▶ [TASK STATEMENT] Please filter the data down to the lines that include the word "FundRequest" and copy them.

********************

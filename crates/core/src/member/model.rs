//! Member model definitions

use chrono::{DateTime, NaiveDate, Utc};
use serde::{Deserialize, Serialize};
use serde_json::{Map, Value};
use uuid::Uuid;

use crate::{Error, Result};

/// Fields a caller can never overwrite through [`Member::apply_changes`].
///
/// The balance only moves through [`Member::credit`].
pub const PROTECTED_FIELDS: &[&str] = &["_id", "__v", "created_at", "account_balance"];

/// An account holder record.
///
/// Besides the fields the admin console projects into its grid, a member
/// carries arbitrary profile fields (address, date of birth, ...) that are
/// stored and returned unchanged.
#[derive(Debug, Clone, PartialEq, Serialize, Deserialize)]
pub struct Member {
    /// Internal identifier
    #[serde(rename = "_id")]
    pub id: Uuid,

    /// External membership identifier, used by the funding endpoint
    pub member_id: String,

    #[serde(default)]
    pub account: String,

    pub name: String,

    #[serde(default)]
    pub email: String,

    #[serde(default)]
    pub mobile: String,

    #[serde(default)]
    pub approved: bool,

    /// Funded balance in whole currency units
    #[serde(default)]
    pub account_balance: i64,

    #[serde(default, skip_serializing_if = "Option::is_none")]
    pub date_of_membership: Option<NaiveDate>,

    pub created_at: DateTime<Utc>,

    /// Document version, bumped on every write
    #[serde(rename = "__v", default)]
    pub version: u32,

    /// Additional profile fields
    #[serde(flatten)]
    pub profile: Map<String, Value>,
}

impl Member {
    /// Create a new member with the required fields
    pub fn new(member_id: impl Into<String>, name: impl Into<String>) -> Self {
        Self {
            id: Uuid::new_v4(),
            member_id: member_id.into(),
            account: String::new(),
            name: name.into(),
            email: String::new(),
            mobile: String::new(),
            approved: false,
            account_balance: 0,
            date_of_membership: None,
            created_at: Utc::now(),
            version: 0,
            profile: Map::new(),
        }
    }

    /// Set the account name
    pub fn with_account(mut self, account: impl Into<String>) -> Self {
        self.account = account.into();
        self
    }

    /// Set the email
    pub fn with_email(mut self, email: impl Into<String>) -> Self {
        self.email = email.into();
        self
    }

    /// Set the mobile number
    pub fn with_mobile(mut self, mobile: impl Into<String>) -> Self {
        self.mobile = mobile.into();
        self
    }

    /// Set the approval flag
    pub fn with_approved(mut self, approved: bool) -> Self {
        self.approved = approved;
        self
    }

    /// Set the date of membership
    pub fn with_date_of_membership(mut self, date: NaiveDate) -> Self {
        self.date_of_membership = Some(date);
        self
    }

    /// Set an additional profile field
    pub fn with_profile_field(mut self, key: impl Into<String>, value: impl Into<Value>) -> Self {
        self.profile.insert(key.into(), value.into());
        self
    }

    /// Return a copy of this member with `changes` applied.
    ///
    /// Known fields are type-checked; unknown keys become profile fields.
    /// Identity, version, creation time and balance are never taken from
    /// `changes`.
    pub fn apply_changes(&self, changes: &Map<String, Value>) -> Result<Member> {
        let Value::Object(mut document) = serde_json::to_value(self)? else {
            return Err(Error::Storage("Member did not serialize to an object".into()));
        };

        for (key, value) in changes {
            if PROTECTED_FIELDS.contains(&key.as_str()) {
                continue;
            }
            document.insert(key.clone(), value.clone());
        }

        let mut updated: Member = serde_json::from_value(Value::Object(document))
            .map_err(|e| Error::InvalidInput(format!("Invalid member fields: {}", e)))?;

        if updated.member_id.trim().is_empty() {
            return Err(Error::InvalidInput("Member id cannot be empty".into()));
        }

        updated.version = self.version + 1;
        Ok(updated)
    }

    /// Add `amount` to the account balance
    pub fn credit(&mut self, amount: i64) -> Result<()> {
        if amount <= 0 {
            return Err(Error::InvalidInput(
                "Amount must be a positive number".to_string(),
            ));
        }
        self.account_balance = self
            .account_balance
            .checked_add(amount)
            .ok_or_else(|| Error::InvalidInput("Amount exceeds the maximum balance".into()))?;
        self.version += 1;
        Ok(())
    }
}

/// Request to create a member
#[derive(Debug, Clone, Serialize, Deserialize)]
pub struct CreateMemberRequest {
    pub member_id: String,

    pub name: String,

    #[serde(default)]
    pub account: Option<String>,

    #[serde(default)]
    pub email: Option<String>,

    #[serde(default)]
    pub mobile: Option<String>,

    #[serde(default)]
    pub approved: bool,

    #[serde(default)]
    pub date_of_membership: Option<NaiveDate>,

    #[serde(flatten)]
    pub profile: Map<String, Value>,
}

impl CreateMemberRequest {
    /// Validate and turn the request into a new member
    pub fn into_member(self) -> Result<Member> {
        if self.member_id.trim().is_empty() {
            return Err(Error::InvalidInput("Member id cannot be empty".into()));
        }
        if self.name.trim().is_empty() {
            return Err(Error::InvalidInput("Name cannot be empty".into()));
        }

        let mut member = Member::new(self.member_id, self.name).with_approved(self.approved);
        if let Some(account) = self.account {
            member = member.with_account(account);
        }
        if let Some(email) = self.email {
            member = member.with_email(email);
        }
        if let Some(mobile) = self.mobile {
            member = member.with_mobile(mobile);
        }
        if let Some(date) = self.date_of_membership {
            member = member.with_date_of_membership(date);
        }
        for (key, value) in self.profile {
            if PROTECTED_FIELDS.contains(&key.as_str()) {
                continue;
            }
            member.profile.insert(key, value);
        }
        Ok(member)
    }
}
//! Membership view controller
//!
//! Runs each admin action against the API and feeds the results into
//! [`ViewState`]. Failures are logged and, where the operator needs to know,
//! shown through the [`Notifier`].

use serde_json::Value;
use tracing::{debug, info, warn};
use uuid::Uuid;

use crate::api::MembershipApi;
use crate::error::{ClientError, Result};
use crate::form::update_payload;
use crate::grid::RowAction;
use crate::notify::Notifier;
use crate::state::ViewState;

/// Parse a funding amount the way a browser's `parseInt` does: leading
/// whitespace and an optional sign, then as many decimal digits as follow.
pub fn parse_amount(raw: &str) -> Option<i64> {
    let trimmed = raw.trim_start();
    let (negative, rest) = match trimmed.as_bytes().first() {
        Some(b'-') => (true, &trimmed[1..]),
        Some(b'+') => (false, &trimmed[1..]),
        _ => (false, trimmed),
    };

    let digits_len = rest.bytes().take_while(u8::is_ascii_digit).count();
    if digits_len == 0 {
        return None;
    }

    let magnitude: i64 = rest[..digits_len].parse().ok()?;
    Some(if negative { -magnitude } else { magnitude })
}

pub struct MembershipView<A, N> {
    api: A,
    notifier: N,
    state: ViewState,
}

impl<A: MembershipApi, N: Notifier> MembershipView<A, N> {
    pub fn new(api: A, notifier: N) -> Self {
        Self {
            api,
            notifier,
            state: ViewState::new(),
        }
    }

    pub fn state(&self) -> &ViewState {
        &self.state
    }

    pub fn api(&self) -> &A {
        &self.api
    }

    pub fn notifier(&self) -> &N {
        &self.notifier
    }

    /// Initial load when the view is shown
    pub async fn mount(&mut self) -> Result<()> {
        self.load_members().await
    }

    /// Load the member list into the grid
    pub async fn load_members(&mut self) -> Result<()> {
        let token = self.state.begin_list_load();

        match self.api.list_members().await {
            Ok(members) => {
                debug!("Loaded {} members", members.len());
                self.state.complete_list_load(token, Ok(members));
                Ok(())
            }
            Err(e) => {
                warn!("Failed to load members: {}", e);
                self.state.complete_list_load(token, Err(e.user_message()));
                Err(e)
            }
        }
    }

    pub async fn handle_row_action(&mut self, action: RowAction) -> Result<()> {
        match action {
            RowAction::View(id) => self.view_member(id).await,
        }
    }

    /// Open the detail view for a member and load their health applications.
    ///
    /// Members already in the grid open from the loaded row; others are
    /// fetched first.
    pub async fn view_member(&mut self, id: Uuid) -> Result<()> {
        let token = self.state.begin_detail_load();

        let member = match self.state.find_row(id) {
            Some(row) => row.data.clone(),
            None => match self.api.get_member(id).await {
                Ok(member) => member,
                Err(e) => {
                    warn!("Failed to load member {}: {}", id, e);
                    self.notifier.alert("Error opening data");
                    return Err(e);
                }
            },
        };

        if !self.state.open_detail(token, &member) {
            return Ok(());
        }

        match self.api.list_member_health_applications(member.id).await {
            Ok(applications) => {
                debug!(
                    "Loaded {} health applications for member {}",
                    applications.len(),
                    member.id
                );
                self.state
                    .set_health_applications(token, member.id, applications);
                Ok(())
            }
            Err(e) => {
                warn!("Failed to load health applications for {}: {}", member.id, e);
                self.notifier.alert("Error");
                Err(e)
            }
        }
    }

    /// Refresh the open member's health applications and return to the
    /// member view from the health modal
    pub async fn reload_view(&mut self) -> Result<()> {
        let Some(member) = self.state.selected_member() else {
            debug!("No member selected, nothing to reload");
            return Ok(());
        };
        let token = self.state.begin_detail_load();

        match self.api.list_member_health_applications(member).await {
            Ok(applications) => {
                self.state
                    .set_health_applications(token, member, applications);
                self.state.close_health_modal();
                Ok(())
            }
            Err(e) => {
                warn!("Failed to reload health applications for {}: {}", member, e);
                self.notifier.alert("Error");
                Err(e)
            }
        }
    }

    pub fn close_detail(&mut self) {
        self.state.close_detail();
    }

    pub fn change_field(&mut self, key: impl Into<String>, value: Value) {
        self.state.change_field(key, value);
    }

    pub fn change_amount(&mut self, amount: impl Into<String>) {
        self.state.change_amount(amount);
    }

    /// Save the edited member form
    pub async fn update_member(&mut self) -> Result<()> {
        let Some(detail) = self.state.open_detail_view() else {
            self.notifier.alert("No member selected");
            return Err(ClientError::NoSelection);
        };
        let id = detail.member;
        let payload = update_payload(&detail.form);

        match self.api.update_member(id, payload).await {
            Ok(updated) => {
                info!("Updated member {}", updated.id);
                let reload = self.load_members().await;
                self.notifier.alert("Success");
                reload
            }
            Err(e) => {
                warn!("Failed to update member {}: {}", id, e);
                self.notifier.alert("Failed");
                Err(e)
            }
        }
    }

    /// Delete the selected member. Does nothing without a selection.
    pub async fn delete_member(&mut self) -> Result<()> {
        let Some(id) = self.state.selected_member() else {
            return Ok(());
        };

        match self.api.delete_member(id).await {
            Ok(()) => {
                info!("Deleted member {}", id);
                self.state.close_detail();
                self.load_members().await
            }
            Err(e) => {
                warn!("Failed to delete member {}: {}", id, e);
                self.notifier.alert("Failure");
                Err(e)
            }
        }
    }

    /// Fund the selected member's account with the pending amount.
    ///
    /// The list is reloaded after every funding request, whatever its outcome.
    pub async fn submit_amount(&mut self) -> Result<()> {
        let Some(member_id) = self
            .state
            .open_detail_view()
            .and_then(|detail| detail.external_id())
            .map(str::to_string)
        else {
            self.notifier.alert("No member selected");
            return Err(ClientError::NoSelection);
        };

        let raw = self.state.add_amount().to_string();
        let Some(amount) = parse_amount(&raw) else {
            self.notifier.alert("Invalid amount");
            return Err(ClientError::InvalidAmount(raw));
        };

        let result = self.api.fund_member(&member_id, amount).await;
        match &result {
            Ok(member) => {
                info!(
                    "Funded member {} with {}, balance {}",
                    member_id, amount, member.account_balance
                );
                self.notifier.alert("Success");
            }
            Err(e) => {
                warn!("Failed to fund member {}: {}", member_id, e);
                self.notifier.alert(&e.user_message());
            }
        }

        let reload = self.load_members().await;
        result.map(|_| ()).and(reload)
    }

    /// Open the health application modal and load the application
    pub async fn view_health_application(&mut self, id: Uuid) -> Result<()> {
        let token = self.state.open_health_modal(id);

        match self.api.get_health_application(id).await {
            Ok(application) => {
                self.state.complete_health_modal(token, application);
                Ok(())
            }
            Err(e) => {
                warn!("Failed to load health application {}: {}", id, e);
                Err(e)
            }
        }
    }

    pub fn close_health_application(&mut self) {
        self.state.close_health_modal();
    }

    /// Approve the application shown in the health modal, then reload the
    /// member view whatever the outcome
    pub async fn approve_health_application(&mut self) -> Result<()> {
        let Some(id) = self.state.health_modal_id() else {
            return Ok(());
        };

        let result = self.api.link_health_application(id).await;
        match &result {
            Ok(application) => {
                info!("Approved health application {}", application.id);
                self.notifier.alert("Success");
            }
            Err(e) => {
                warn!("Failed to approve health application {}: {}", id, e);
                self.notifier.alert(&e.user_message());
            }
        }

        let reload = self.reload_view().await;
        result.map(|_| ()).and(reload)
    }
}
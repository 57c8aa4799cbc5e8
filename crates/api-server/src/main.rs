//! API Server for the membership admin console
//!
//! Serves the membership and health application REST API
//! (port 8000 unless `MEMBERSHIP_PORT` says otherwise).

mod config;
mod error;
mod routes;
mod state;

use anyhow::Context;
use tracing_subscriber::{layer::SubscriberExt, util::SubscriberInitExt};

use crate::config::ServerConfig;
use crate::state::AppState;

#[tokio::main]
async fn main() -> anyhow::Result<()> {
    // Initialize tracing
    tracing_subscriber::registry()
        .with(
            tracing_subscriber::EnvFilter::try_from_default_env()
                .unwrap_or_else(|_| "api_server=debug,mb_core=info,tower_http=debug".into()),
        )
        .with(tracing_subscriber::fmt::layer())
        .init();

    let config = ServerConfig::from_env();
    tracing::info!("Using data directory: {:?}", config.data_dir);

    let app_state = AppState::new(config.data_dir.clone())
        .await
        .context("Failed to initialize application state")?;

    let app = routes::app(app_state, &config);

    let addr = config.listen_addr();
    let listener = tokio::net::TcpListener::bind(addr)
        .await
        .with_context(|| format!("Failed to bind {}", addr))?;
    tracing::info!("REST API listening on {}", addr);

    axum::serve(listener, app).await.context("Server error")?;
    Ok(())
}
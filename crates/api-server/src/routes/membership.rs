//! Membership API endpoints
//!
//! List, read, create, update, delete and fund members.

use axum::{
    extract::{rejection::JsonRejection, Path, State},
    http::StatusCode,
    routing::{delete, get, put},
    Json, Router,
};
use serde::{Deserialize, Serialize};
use serde_json::Value;
use tracing::{debug, info};

use mb_core::health::HealthApplicationRepository;
use mb_core::member::{CreateMemberRequest, Member, MemberRepository};

use crate::error::{map_core_error, map_json_rejection, parse_uuid, route_error, RouteError};
use crate::state::AppState;

// ============================================================================
// Request/Response types
// ============================================================================

#[derive(Debug, Deserialize)]
pub struct FundRequest {
    #[serde(default)]
    pub amount: Option<i64>,
}

#[derive(Debug, Serialize)]
pub struct DeleteMemberResponse {
    pub message: String,
    pub removed_health_applications: usize,
}

// ============================================================================
// Handlers
// ============================================================================

/// GET /api/membership/ - List all members
async fn list_members(State(state): State<AppState>) -> Result<Json<Vec<Member>>, RouteError> {
    let members = state.member_store().list().await.map_err(map_core_error)?;
    Ok(Json(members))
}

/// GET /api/membership/id/:id - Get one member
async fn get_member(
    State(state): State<AppState>,
    Path(id): Path<String>,
) -> Result<Json<Member>, RouteError> {
    let id = parse_uuid(&id, "member")?;
    let member = state
        .member_store()
        .get(id)
        .await
        .map_err(map_core_error)?
        .ok_or_else(|| route_error(StatusCode::NOT_FOUND, format!("Member {} not found", id)))?;
    Ok(Json(member))
}

/// POST /api/membership/ - Create a member
async fn create_member(
    State(state): State<AppState>,
    body: Result<Json<CreateMemberRequest>, JsonRejection>,
) -> Result<(StatusCode, Json<Member>), RouteError> {
    let Json(req) = body.map_err(map_json_rejection)?;
    let member = req.into_member().map_err(map_core_error)?;
    let created = state
        .member_store()
        .create(member)
        .await
        .map_err(map_core_error)?;

    info!("Created member {} ({})", created.id, created.member_id);
    Ok((StatusCode::CREATED, Json(created)))
}

/// PUT /api/membership/update/id/:id - Update member fields
async fn update_member(
    State(state): State<AppState>,
    Path(id): Path<String>,
    body: Result<Json<Value>, JsonRejection>,
) -> Result<Json<Member>, RouteError> {
    let id = parse_uuid(&id, "member")?;
    let Json(body) = body.map_err(map_json_rejection)?;
    let Value::Object(changes) = body else {
        return Err(route_error(
            StatusCode::BAD_REQUEST,
            "Update body must be a JSON object",
        ));
    };

    debug!("Updating member {} fields {:?}", id, changes.keys().collect::<Vec<_>>());
    let updated = state
        .member_store()
        .update(id, changes)
        .await
        .map_err(map_core_error)?;
    Ok(Json(updated))
}

/// DELETE /api/membership/delete/:id - Delete a member and their health applications
async fn delete_member(
    State(state): State<AppState>,
    Path(id): Path<String>,
) -> Result<Json<DeleteMemberResponse>, RouteError> {
    let id = parse_uuid(&id, "member")?;
    let _lifecycle = state.lock_member_lifecycle().await;
    let deleted = state
        .member_store()
        .delete(id)
        .await
        .map_err(map_core_error)?;
    if !deleted {
        return Err(route_error(
            StatusCode::NOT_FOUND,
            format!("Member {} not found", id),
        ));
    }

    let removed = state
        .health_store()
        .delete_by_member(id)
        .await
        .map_err(map_core_error)?;

    info!("Deleted member {} and {} health applications", id, removed);
    Ok(Json(DeleteMemberResponse {
        message: "Member deleted".to_string(),
        removed_health_applications: removed,
    }))
}

/// PUT /api/membership/fund/:member_id - Add to a member's balance
///
/// The path carries the external membership id, not the internal one.
async fn fund_member(
    State(state): State<AppState>,
    Path(member_id): Path<String>,
    body: Result<Json<FundRequest>, JsonRejection>,
) -> Result<Json<Member>, RouteError> {
    let Json(req) = body.map_err(map_json_rejection)?;
    let amount = req
        .amount
        .ok_or_else(|| route_error(StatusCode::BAD_REQUEST, "Amount is required"))?;

    let funded = state
        .member_store()
        .fund(&member_id, amount)
        .await
        .map_err(map_core_error)?;

    info!(
        "Funded member {} with {}, balance {}",
        funded.member_id, amount, funded.account_balance
    );
    Ok(Json(funded))
}

// ============================================================================
// Router
// ============================================================================

pub fn router() -> Router<AppState> {
    Router::new()
        .route("/api/membership", get(list_members).post(create_member))
        .route("/api/membership/", get(list_members).post(create_member))
        .route("/api/membership/id/{id}", get(get_member))
        .route("/api/membership/update/id/{id}", put(update_member))
        .route("/api/membership/delete/{id}", delete(delete_member))
        .route("/api/membership/fund/{member_id}", put(fund_member))
}

#[cfg(test)]
mod tests {
    use super::*;

    use axum::{
        body::{to_bytes, Body},
        http::Request,
    };
    use chrono::NaiveDate;
    use mb_core::health::HealthApplication;
    use serde_json::json;
    use tempfile::TempDir;
    use tower::ServiceExt;

    async fn build_state() -> (AppState, TempDir) {
        let temp_dir = TempDir::new().unwrap();
        let state = AppState::new(temp_dir.path().to_path_buf()).await.unwrap();
        (state, temp_dir)
    }

    async fn send(
        state: &AppState,
        method: &str,
        uri: &str,
        body: Option<Value>,
    ) -> (StatusCode, Value) {
        let request = Request::builder().method(method).uri(uri);
        let request = match body {
            Some(body) => request
                .header("content-type", "application/json")
                .body(Body::from(body.to_string()))
                .unwrap(),
            None => request.body(Body::empty()).unwrap(),
        };

        let response = super::router()
            .with_state(state.clone())
            .oneshot(request)
            .await
            .unwrap();
        let status = response.status();
        let body = to_bytes(response.into_body(), usize::MAX).await.unwrap();
        let payload = serde_json::from_slice(&body).unwrap_or(Value::Null);
        (status, payload)
    }

    #[tokio::test]
    async fn list_returns_members_in_creation_order() {
        let (state, _tmp) = build_state().await;
        state
            .member_store()
            .create(Member::new("M-1", "Ada").with_account("ACC-1"))
            .await
            .unwrap();
        state
            .member_store()
            .create(Member::new("M-2", "Grace"))
            .await
            .unwrap();

        let (status, payload) = send(&state, "GET", "/api/membership/", None).await;
        assert_eq!(status, StatusCode::OK);
        let members = payload.as_array().unwrap();
        assert_eq!(members.len(), 2);
        assert_eq!(members[0]["name"], "Ada");
        assert_eq!(members[0]["account"], "ACC-1");
        assert!(members[0]["_id"].is_string());
    }

    #[tokio::test]
    async fn get_member_validates_id() {
        let (state, _tmp) = build_state().await;
        let member = state
            .member_store()
            .create(Member::new("M-1", "Ada"))
            .await
            .unwrap();

        let (status, payload) =
            send(&state, "GET", &format!("/api/membership/id/{}", member.id), None).await;
        assert_eq!(status, StatusCode::OK);
        assert_eq!(payload["member_id"], "M-1");

        let (status, payload) = send(&state, "GET", "/api/membership/id/not-a-uuid", None).await;
        assert_eq!(status, StatusCode::BAD_REQUEST);
        assert_eq!(payload["message"], "Invalid member ID");

        let (status, _) = send(
            &state,
            "GET",
            &format!("/api/membership/id/{}", uuid::Uuid::new_v4()),
            None,
        )
        .await;
        assert_eq!(status, StatusCode::NOT_FOUND);
    }

    #[tokio::test]
    async fn create_member_returns_created() {
        let (state, _tmp) = build_state().await;

        let (status, payload) = send(
            &state,
            "POST",
            "/api/membership/",
            Some(json!({ "member_id": "M-9", "name": "Ada", "occupation": "Analyst" })),
        )
        .await;
        assert_eq!(status, StatusCode::CREATED);
        assert_eq!(payload["occupation"], "Analyst");
        assert_eq!(payload["account_balance"], 0);

        let (status, payload) = send(
            &state,
            "POST",
            "/api/membership/",
            Some(json!({ "member_id": "M-9", "name": "Copy" })),
        )
        .await;
        assert_eq!(status, StatusCode::CONFLICT);
        assert!(payload["message"].as_str().unwrap().contains("M-9"));
    }

    #[tokio::test]
    async fn update_ignores_identity_fields() {
        let (state, _tmp) = build_state().await;
        let member = state
            .member_store()
            .create(Member::new("M-1", "Ada"))
            .await
            .unwrap();

        let (status, payload) = send(
            &state,
            "PUT",
            &format!("/api/membership/update/id/{}", member.id),
            Some(json!({ "name": "Ada King", "email": "ada@example.com", "__v": 40 })),
        )
        .await;
        assert_eq!(status, StatusCode::OK);
        assert_eq!(payload["name"], "Ada King");
        assert_eq!(payload["_id"], json!(member.id.to_string()));
        assert_eq!(payload["__v"], 1);

        state.member_store().fund("M-1", 500).await.unwrap();
        let (status, payload) = send(
            &state,
            "PUT",
            &format!("/api/membership/update/id/{}", member.id),
            Some(json!({ "name": "Ada", "account_balance": 0 })),
        )
        .await;
        assert_eq!(status, StatusCode::OK);
        assert_eq!(payload["account_balance"], 500);

        let (status, _) = send(
            &state,
            "PUT",
            &format!("/api/membership/update/id/{}", member.id),
            Some(json!(["not", "an", "object"])),
        )
        .await;
        assert_eq!(status, StatusCode::BAD_REQUEST);
    }

    #[tokio::test]
    async fn delete_cascades_to_health_applications() {
        let (state, _tmp) = build_state().await;
        let member = state
            .member_store()
            .create(Member::new("M-1", "Ada"))
            .await
            .unwrap();
        state
            .health_store()
            .create(HealthApplication::new(
                member.id,
                NaiveDate::from_ymd_opt(1990, 1, 1).unwrap(),
                "0700",
                "1 Main St",
                40.0,
                "Dental",
            ))
            .await
            .unwrap();

        let (status, payload) = send(
            &state,
            "DELETE",
            &format!("/api/membership/delete/{}", member.id),
            None,
        )
        .await;
        assert_eq!(status, StatusCode::OK);
        assert_eq!(payload["removed_health_applications"], 1);
        assert!(state
            .health_store()
            .list_by_member(member.id)
            .await
            .unwrap()
            .is_empty());

        let (status, _) = send(
            &state,
            "DELETE",
            &format!("/api/membership/delete/{}", member.id),
            None,
        )
        .await;
        assert_eq!(status, StatusCode::NOT_FOUND);
    }

    #[tokio::test]
    async fn fund_uses_external_member_id() {
        let (state, _tmp) = build_state().await;
        let member = state
            .member_store()
            .create(Member::new("M-1", "Ada"))
            .await
            .unwrap();

        let (status, payload) = send(
            &state,
            "PUT",
            "/api/membership/fund/M-1",
            Some(json!({ "amount": 1000 })),
        )
        .await;
        assert_eq!(status, StatusCode::OK);
        assert_eq!(payload["account_balance"], 1000);

        let (status, payload) = send(
            &state,
            "PUT",
            &format!("/api/membership/fund/{}", member.id),
            Some(json!({ "amount": 1000 })),
        )
        .await;
        assert_eq!(status, StatusCode::NOT_FOUND);
        assert!(payload["message"].is_string());
    }

    #[tokio::test]
    async fn fund_rejects_missing_or_invalid_amount() {
        let (state, _tmp) = build_state().await;
        state
            .member_store()
            .create(Member::new("M-1", "Ada"))
            .await
            .unwrap();

        let (status, payload) = send(
            &state,
            "PUT",
            "/api/membership/fund/M-1",
            Some(json!({ "amount": null })),
        )
        .await;
        assert_eq!(status, StatusCode::BAD_REQUEST);
        assert_eq!(payload["message"], "Amount is required");

        let (status, payload) = send(
            &state,
            "PUT",
            "/api/membership/fund/M-1",
            Some(json!({ "amount": -20 })),
        )
        .await;
        assert_eq!(status, StatusCode::BAD_REQUEST);
        assert!(payload["message"].as_str().unwrap().contains("positive"));

        let (status, payload) = send(
            &state,
            "PUT",
            "/api/membership/fund/M-1",
            Some(json!({ "amount": "lots" })),
        )
        .await;
        assert_eq!(status, StatusCode::BAD_REQUEST);
        assert!(payload["message"].is_string());
    }
}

********************

▶ [YOUR SOLUTION]
pub struct FundRequest {
    body: Result<Json<FundRequest>, JsonRejection>,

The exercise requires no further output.